* [Assigned task]
Copy every line that holds the string "FmtSubscriber" from the data below.

[Stored data entries]

>>>

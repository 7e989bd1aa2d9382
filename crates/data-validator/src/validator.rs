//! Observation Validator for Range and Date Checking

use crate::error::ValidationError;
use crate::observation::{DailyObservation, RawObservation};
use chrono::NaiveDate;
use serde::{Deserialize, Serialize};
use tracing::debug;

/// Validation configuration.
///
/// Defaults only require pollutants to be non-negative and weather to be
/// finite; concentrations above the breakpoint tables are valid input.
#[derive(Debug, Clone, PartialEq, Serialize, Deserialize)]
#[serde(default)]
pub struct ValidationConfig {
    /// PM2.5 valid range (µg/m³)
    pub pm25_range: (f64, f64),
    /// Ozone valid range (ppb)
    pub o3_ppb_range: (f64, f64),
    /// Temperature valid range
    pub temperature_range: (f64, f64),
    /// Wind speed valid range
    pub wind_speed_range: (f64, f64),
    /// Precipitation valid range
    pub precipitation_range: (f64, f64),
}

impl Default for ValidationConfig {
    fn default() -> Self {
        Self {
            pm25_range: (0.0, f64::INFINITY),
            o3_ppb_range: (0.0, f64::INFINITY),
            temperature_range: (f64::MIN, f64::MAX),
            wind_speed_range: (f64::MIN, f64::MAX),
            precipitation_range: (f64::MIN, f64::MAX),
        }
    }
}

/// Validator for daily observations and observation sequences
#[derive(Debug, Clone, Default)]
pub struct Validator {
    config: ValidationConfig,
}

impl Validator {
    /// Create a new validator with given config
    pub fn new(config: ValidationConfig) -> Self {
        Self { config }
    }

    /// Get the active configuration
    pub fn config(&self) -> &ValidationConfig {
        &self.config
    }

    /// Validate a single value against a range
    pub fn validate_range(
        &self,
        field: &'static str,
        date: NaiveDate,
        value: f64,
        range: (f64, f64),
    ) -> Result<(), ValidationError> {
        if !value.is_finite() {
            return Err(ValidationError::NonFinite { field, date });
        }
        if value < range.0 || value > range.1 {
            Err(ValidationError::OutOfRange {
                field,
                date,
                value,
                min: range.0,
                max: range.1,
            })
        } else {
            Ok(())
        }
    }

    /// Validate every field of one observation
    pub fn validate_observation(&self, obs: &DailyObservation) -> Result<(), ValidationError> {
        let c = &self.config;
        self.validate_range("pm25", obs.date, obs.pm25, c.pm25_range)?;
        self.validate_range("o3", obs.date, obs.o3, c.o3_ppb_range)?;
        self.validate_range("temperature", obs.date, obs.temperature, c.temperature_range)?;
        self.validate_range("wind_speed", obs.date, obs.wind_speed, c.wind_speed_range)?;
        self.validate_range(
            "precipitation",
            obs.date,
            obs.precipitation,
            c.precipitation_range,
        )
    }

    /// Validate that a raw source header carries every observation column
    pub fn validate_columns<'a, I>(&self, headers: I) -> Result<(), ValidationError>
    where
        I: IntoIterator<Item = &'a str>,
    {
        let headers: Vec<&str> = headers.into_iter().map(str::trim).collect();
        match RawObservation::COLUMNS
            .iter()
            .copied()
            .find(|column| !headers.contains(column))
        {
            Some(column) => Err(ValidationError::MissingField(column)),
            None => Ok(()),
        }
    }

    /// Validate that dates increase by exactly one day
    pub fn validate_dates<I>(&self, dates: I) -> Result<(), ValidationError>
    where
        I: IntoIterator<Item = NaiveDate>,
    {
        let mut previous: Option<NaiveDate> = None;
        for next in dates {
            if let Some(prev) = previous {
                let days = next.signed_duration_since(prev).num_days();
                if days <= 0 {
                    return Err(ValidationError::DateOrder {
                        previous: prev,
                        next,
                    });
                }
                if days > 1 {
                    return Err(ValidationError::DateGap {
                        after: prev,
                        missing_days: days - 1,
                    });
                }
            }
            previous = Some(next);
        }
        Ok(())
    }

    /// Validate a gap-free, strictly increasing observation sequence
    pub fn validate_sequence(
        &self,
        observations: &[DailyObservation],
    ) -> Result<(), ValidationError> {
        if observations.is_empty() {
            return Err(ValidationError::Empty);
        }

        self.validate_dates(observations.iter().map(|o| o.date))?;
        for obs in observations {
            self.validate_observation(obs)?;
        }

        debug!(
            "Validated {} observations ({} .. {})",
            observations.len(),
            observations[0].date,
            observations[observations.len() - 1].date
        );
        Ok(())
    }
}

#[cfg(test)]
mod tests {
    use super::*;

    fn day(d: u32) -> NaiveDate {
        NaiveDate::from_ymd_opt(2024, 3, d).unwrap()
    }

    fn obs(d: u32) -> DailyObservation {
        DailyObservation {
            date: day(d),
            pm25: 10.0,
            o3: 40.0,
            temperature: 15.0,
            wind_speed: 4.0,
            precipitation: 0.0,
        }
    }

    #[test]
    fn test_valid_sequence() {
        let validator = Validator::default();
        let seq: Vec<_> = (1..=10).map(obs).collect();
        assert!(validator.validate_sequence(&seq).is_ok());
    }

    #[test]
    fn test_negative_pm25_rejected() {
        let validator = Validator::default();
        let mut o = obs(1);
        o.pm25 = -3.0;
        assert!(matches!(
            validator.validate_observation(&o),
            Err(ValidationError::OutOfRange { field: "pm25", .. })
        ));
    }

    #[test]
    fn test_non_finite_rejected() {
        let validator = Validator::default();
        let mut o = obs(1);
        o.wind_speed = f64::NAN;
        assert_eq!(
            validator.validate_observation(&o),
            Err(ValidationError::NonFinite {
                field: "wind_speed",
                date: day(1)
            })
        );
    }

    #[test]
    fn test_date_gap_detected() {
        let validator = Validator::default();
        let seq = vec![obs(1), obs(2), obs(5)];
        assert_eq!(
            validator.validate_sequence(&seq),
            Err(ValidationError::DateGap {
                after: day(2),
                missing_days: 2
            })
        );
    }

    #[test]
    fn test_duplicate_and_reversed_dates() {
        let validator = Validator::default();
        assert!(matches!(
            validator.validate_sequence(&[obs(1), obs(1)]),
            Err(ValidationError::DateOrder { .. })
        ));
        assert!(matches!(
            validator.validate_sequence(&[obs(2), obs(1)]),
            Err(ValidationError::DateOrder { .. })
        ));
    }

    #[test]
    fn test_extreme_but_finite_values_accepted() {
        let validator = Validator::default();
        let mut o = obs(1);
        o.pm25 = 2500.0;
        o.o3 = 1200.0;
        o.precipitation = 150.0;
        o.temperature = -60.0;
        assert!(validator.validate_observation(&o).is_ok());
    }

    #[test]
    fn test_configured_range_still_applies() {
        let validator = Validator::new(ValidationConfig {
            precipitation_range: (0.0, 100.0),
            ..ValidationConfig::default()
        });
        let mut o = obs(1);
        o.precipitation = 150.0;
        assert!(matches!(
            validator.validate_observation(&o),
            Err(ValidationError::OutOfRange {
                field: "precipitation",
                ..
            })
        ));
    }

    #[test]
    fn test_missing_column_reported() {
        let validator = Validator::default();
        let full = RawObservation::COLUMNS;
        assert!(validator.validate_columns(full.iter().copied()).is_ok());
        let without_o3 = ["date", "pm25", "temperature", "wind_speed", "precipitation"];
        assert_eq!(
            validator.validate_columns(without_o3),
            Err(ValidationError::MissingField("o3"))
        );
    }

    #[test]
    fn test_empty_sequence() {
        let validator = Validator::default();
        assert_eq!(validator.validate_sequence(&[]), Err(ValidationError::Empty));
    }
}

<<<
>>>

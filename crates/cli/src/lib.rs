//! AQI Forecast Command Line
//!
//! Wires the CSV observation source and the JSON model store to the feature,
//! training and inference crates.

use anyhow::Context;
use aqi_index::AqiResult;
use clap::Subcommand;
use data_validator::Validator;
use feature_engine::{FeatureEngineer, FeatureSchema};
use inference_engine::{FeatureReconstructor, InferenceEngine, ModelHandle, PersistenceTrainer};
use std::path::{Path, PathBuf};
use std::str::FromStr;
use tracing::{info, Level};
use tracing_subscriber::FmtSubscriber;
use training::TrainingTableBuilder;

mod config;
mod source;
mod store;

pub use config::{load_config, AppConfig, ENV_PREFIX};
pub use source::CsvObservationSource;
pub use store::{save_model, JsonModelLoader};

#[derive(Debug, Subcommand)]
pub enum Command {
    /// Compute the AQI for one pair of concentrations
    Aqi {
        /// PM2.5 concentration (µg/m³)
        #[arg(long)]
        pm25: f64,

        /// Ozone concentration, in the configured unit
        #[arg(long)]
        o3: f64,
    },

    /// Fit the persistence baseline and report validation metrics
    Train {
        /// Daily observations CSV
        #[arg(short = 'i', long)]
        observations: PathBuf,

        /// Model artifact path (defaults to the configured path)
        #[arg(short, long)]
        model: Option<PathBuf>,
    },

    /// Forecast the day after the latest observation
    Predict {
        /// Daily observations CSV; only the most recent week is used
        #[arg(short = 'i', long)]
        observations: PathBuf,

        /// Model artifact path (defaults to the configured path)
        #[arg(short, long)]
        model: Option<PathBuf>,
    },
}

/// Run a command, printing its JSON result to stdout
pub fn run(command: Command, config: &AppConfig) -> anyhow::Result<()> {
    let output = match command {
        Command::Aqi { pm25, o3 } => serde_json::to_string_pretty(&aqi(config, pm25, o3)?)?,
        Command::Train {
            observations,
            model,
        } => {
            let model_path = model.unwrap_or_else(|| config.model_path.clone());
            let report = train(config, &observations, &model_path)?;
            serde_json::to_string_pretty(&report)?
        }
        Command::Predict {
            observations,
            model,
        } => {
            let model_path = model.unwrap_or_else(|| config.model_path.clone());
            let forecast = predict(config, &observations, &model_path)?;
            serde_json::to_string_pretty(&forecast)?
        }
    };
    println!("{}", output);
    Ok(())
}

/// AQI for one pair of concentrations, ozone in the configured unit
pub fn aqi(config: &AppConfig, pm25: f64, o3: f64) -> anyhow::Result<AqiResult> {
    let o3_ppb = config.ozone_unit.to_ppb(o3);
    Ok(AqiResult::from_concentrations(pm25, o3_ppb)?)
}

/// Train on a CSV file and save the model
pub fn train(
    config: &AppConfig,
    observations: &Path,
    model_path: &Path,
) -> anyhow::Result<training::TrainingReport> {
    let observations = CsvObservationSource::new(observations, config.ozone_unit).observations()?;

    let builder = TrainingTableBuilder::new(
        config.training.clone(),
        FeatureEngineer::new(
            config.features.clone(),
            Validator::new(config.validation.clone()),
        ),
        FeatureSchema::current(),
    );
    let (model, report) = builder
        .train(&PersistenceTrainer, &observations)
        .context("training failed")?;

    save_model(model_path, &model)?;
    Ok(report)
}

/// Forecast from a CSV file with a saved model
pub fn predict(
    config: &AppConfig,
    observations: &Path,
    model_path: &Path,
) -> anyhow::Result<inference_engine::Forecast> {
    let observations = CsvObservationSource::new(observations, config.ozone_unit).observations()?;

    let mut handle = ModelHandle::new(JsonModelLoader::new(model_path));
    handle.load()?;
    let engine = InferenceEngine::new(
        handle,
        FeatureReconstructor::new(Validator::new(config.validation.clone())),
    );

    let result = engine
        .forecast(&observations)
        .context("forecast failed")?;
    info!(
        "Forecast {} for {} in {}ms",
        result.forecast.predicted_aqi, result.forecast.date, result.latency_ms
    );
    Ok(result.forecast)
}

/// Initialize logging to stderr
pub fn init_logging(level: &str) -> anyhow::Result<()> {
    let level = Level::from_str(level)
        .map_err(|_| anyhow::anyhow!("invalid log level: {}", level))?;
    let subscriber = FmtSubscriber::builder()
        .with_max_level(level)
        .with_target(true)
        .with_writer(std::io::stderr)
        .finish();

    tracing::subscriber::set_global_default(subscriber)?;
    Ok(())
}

<<<

* [Exercise answer]
use tracing_subscriber::FmtSubscriber;
    let subscriber = FmtSubscriber::builder()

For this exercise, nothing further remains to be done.